Jongeren vinden hoge woonlasten normaal

14 maart 2018 Banken.nl 4 min. leestijd

Van de jongeren tot 35 jaar is bijna de helft bereid om meer dan 40% van het besteedbare inkomen uit te geven aan woonlasten. Dat blijkt uit onderzoek dat Rabobank heeft laten uitvoeren. Mogelijke oorzaken zijn ‘gewenning’ aan de hoge huren van de vrije huursector en fear of missing out op een verhitte huizenmarkt.

Samen met onderzoeksbureau Kantar TNS (het voormalige TNS Nipo) stelde Rabobank aan 1400 Nederlanders vragen over hun woonlasten, afgezet tegen het besteedbare inkomen. De meest opvallende uitkomst is dat jongeren tot 35 jaar in groten getale bereid zijn om meer dan 40% van hun inkomen te besteden aan woonlasten. Ruim 43% geeft aan hiertoe bereid te zijn. Dat wijkt sterk af van de categorie 50-64 jaar (17%) en 65-plussers (9%). Volgens het Europees statistiekbureau is een woonquote van 40% een kritieke grens en worden alle lasten daarboven bestempeld als risicovol. Bedenk dat zaken als zorgverzekering, telefoonabonnementen en onvoorziene tegenvallers daar nog niet bij in zitten, net zo min als het krijgen van kinderen, wat juist relevant is voor deze groep.

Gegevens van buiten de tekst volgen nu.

//! Orchestrator: routes chat between the local model and the frontier
//! backends, feeds them memory context and records every exchange.

use serde::Serialize;
use std::sync::Arc;
use std::time::Duration;
use tracing::{error, info, warn};

use crate::config::Config;
use crate::llm::{
    BackendKind, ChatBackend, ClaudeClient, ContextMessage, GeminiClient, ModelCatalog,
    OllamaClient, UsageEstimate,
};
use crate::memory::{MemoryStats, MemoryStore, SearchHit};
use crate::routing::{self, HITS_PER_KEYWORD, RECENT_CONVERSATIONS};
use crate::voice::VoiceChannel;
use crate::Result;

/// Which backend the caller would like
#[derive(Debug, Clone, Copy, Default, PartialEq, Eq)]
pub enum Preference {
    /// Local model, falling back to a frontier backend when it is down
    #[default]
    Auto,
    /// Claude if available, otherwise the `Auto` chain
    Claude,
    /// Gemini if available, otherwise the `Auto` chain
    Gemini,
    /// Always the local model
    Local,
}

/// Result of one chat turn
#[derive(Debug, Clone, PartialEq, Serialize)]
pub struct ChatOutcome {
    pub response: String,
    pub backend: BackendKind,
    pub model: String,
    /// False when the backend failed and `response` is a fallback apology
    pub stored: bool,
}

/// Where spoken input comes from
#[derive(Debug, Clone)]
pub enum VoiceInput {
    /// Record from the server's microphone
    Microphone { timeout: Duration },
    /// Audio uploaded by the client
    Audio { bytes: Vec<u8>, filename: String },
}

/// Result of a voice turn
#[derive(Debug, Clone, PartialEq)]
pub enum VoiceOutcome {
    NoSpeech,
    Replied {
        input: String,
        outcome: ChatOutcome,
        voice_output: bool,
    },
}

#[derive(Debug, Clone, Serialize)]
pub struct SystemStatus {
    pub backends: BackendsStatus,
    pub memory: MemoryStats,
    pub voice: VoiceStatus,
}

#[derive(Debug, Clone, Serialize)]
pub struct BackendsStatus {
    pub ollama: LocalStatus,
    pub claude: RemoteStatus,
    pub gemini: RemoteStatus,
}

#[derive(Debug, Clone, Serialize)]
pub struct LocalStatus {
    pub connected: bool,
    pub model: String,
    pub models_available: Vec<String>,
}

#[derive(Debug, Clone, Serialize)]
pub struct RemoteStatus {
    pub available: bool,
    pub model: Option<String>,
}

#[derive(Debug, Clone, Serialize)]
pub struct VoiceStatus {
    pub tts_available: bool,
    pub tts_provider: &'static str,
    pub stt_available: bool,
}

Nic Vrieselaar is econoom bij Rabobank en duidt deze cijfers: “Wellicht vinden jongeren hoge woonlasten nu nog geen probleem, omdat ze geen kinderen hebben of omdat ze verwachten in de toekomst meer te verdienen.” Hij voegt daaraan het element van gewenning toe: “Jongeren wonen vaker dan vroeger in de vrije huursector, waar ze nu dikwijls ook al meer dan 40 procent van hun netto inkomen kwijt zijn aan huur, gas, water en licht.” Volgens Vrieselaar is het verruimen van leennormen juist niet wat nu moet gebeuren: “Om jongeren daadwerkelijk te helpen, is het vooral belangrijk de schaarste en betaalbaarheidsproblematiek in de vrije huursector aan te pakken, omdat steeds meer Nederlanders op zulke huizen zijn aangewezen.”

De financiële crisis is een harde les geweest voor banken, voor wat betreft het toekennen van hypotheken. Met name in Zuid-Europa kwamen banken in grote moeilijkheden, onder meer omdat consumenten hun hypotheek niet meer konden betalen. De hoge Nederlandse betaalmoraal zorgde dat dat in Nederland wel meeviel, maar de sector was gewaarschuwd. Wie nu een hypotheek afsluit, kan bijna niet meer overfinancieren. Waar banken vroeger tot ruwweg vijf à zes keer het jaarsalaris als uitgangspunt namen voor de maximale hypotheek, is dat inmiddels teruggebracht tot ongeveer vier à vierenhalf. Uiteraard is dat een gemiddelde en kunnen zaken als lage rentestanden of een heel hoog inkomen zorgen voor afwijkingen van dit gemiddelde.

Bovenstaande figuur toont de ontwikkeling aan van het percentage inkomen dat op gaat aan de woonlasten. Waar bij woningeigenaren een daling te zien is - onder meer door aanscherping van de leennormen voor een hypotheek - valt bij huurders op dat de woonlasten procentueel toenemen. Doorstromen vanuit een huurwoning naar een koopwoning is echter niet altijd even eenvoudig, zeker niet voor starters

Belang van heldere hypotheeknormen

Volgens Rabobank geeft deze bereidheid van jongeren tot hoge woonlasten het belang aan van heldere hypotheeknormen. Als de bereidheid er is in een huursituatie, dan is de kans ook aanwezig dat die bereidheid er is in koopsituatie. Met als gevolg dat mensen zichzelf voor vele jaren opzadelen met een woonquote van 40%, 50% of zelfs hoger. Economische tegenwind, huishoudelijke tegenvallers of de geboorte van kinderen kunnen huishoudens dan al snel in vieze papieren brengen.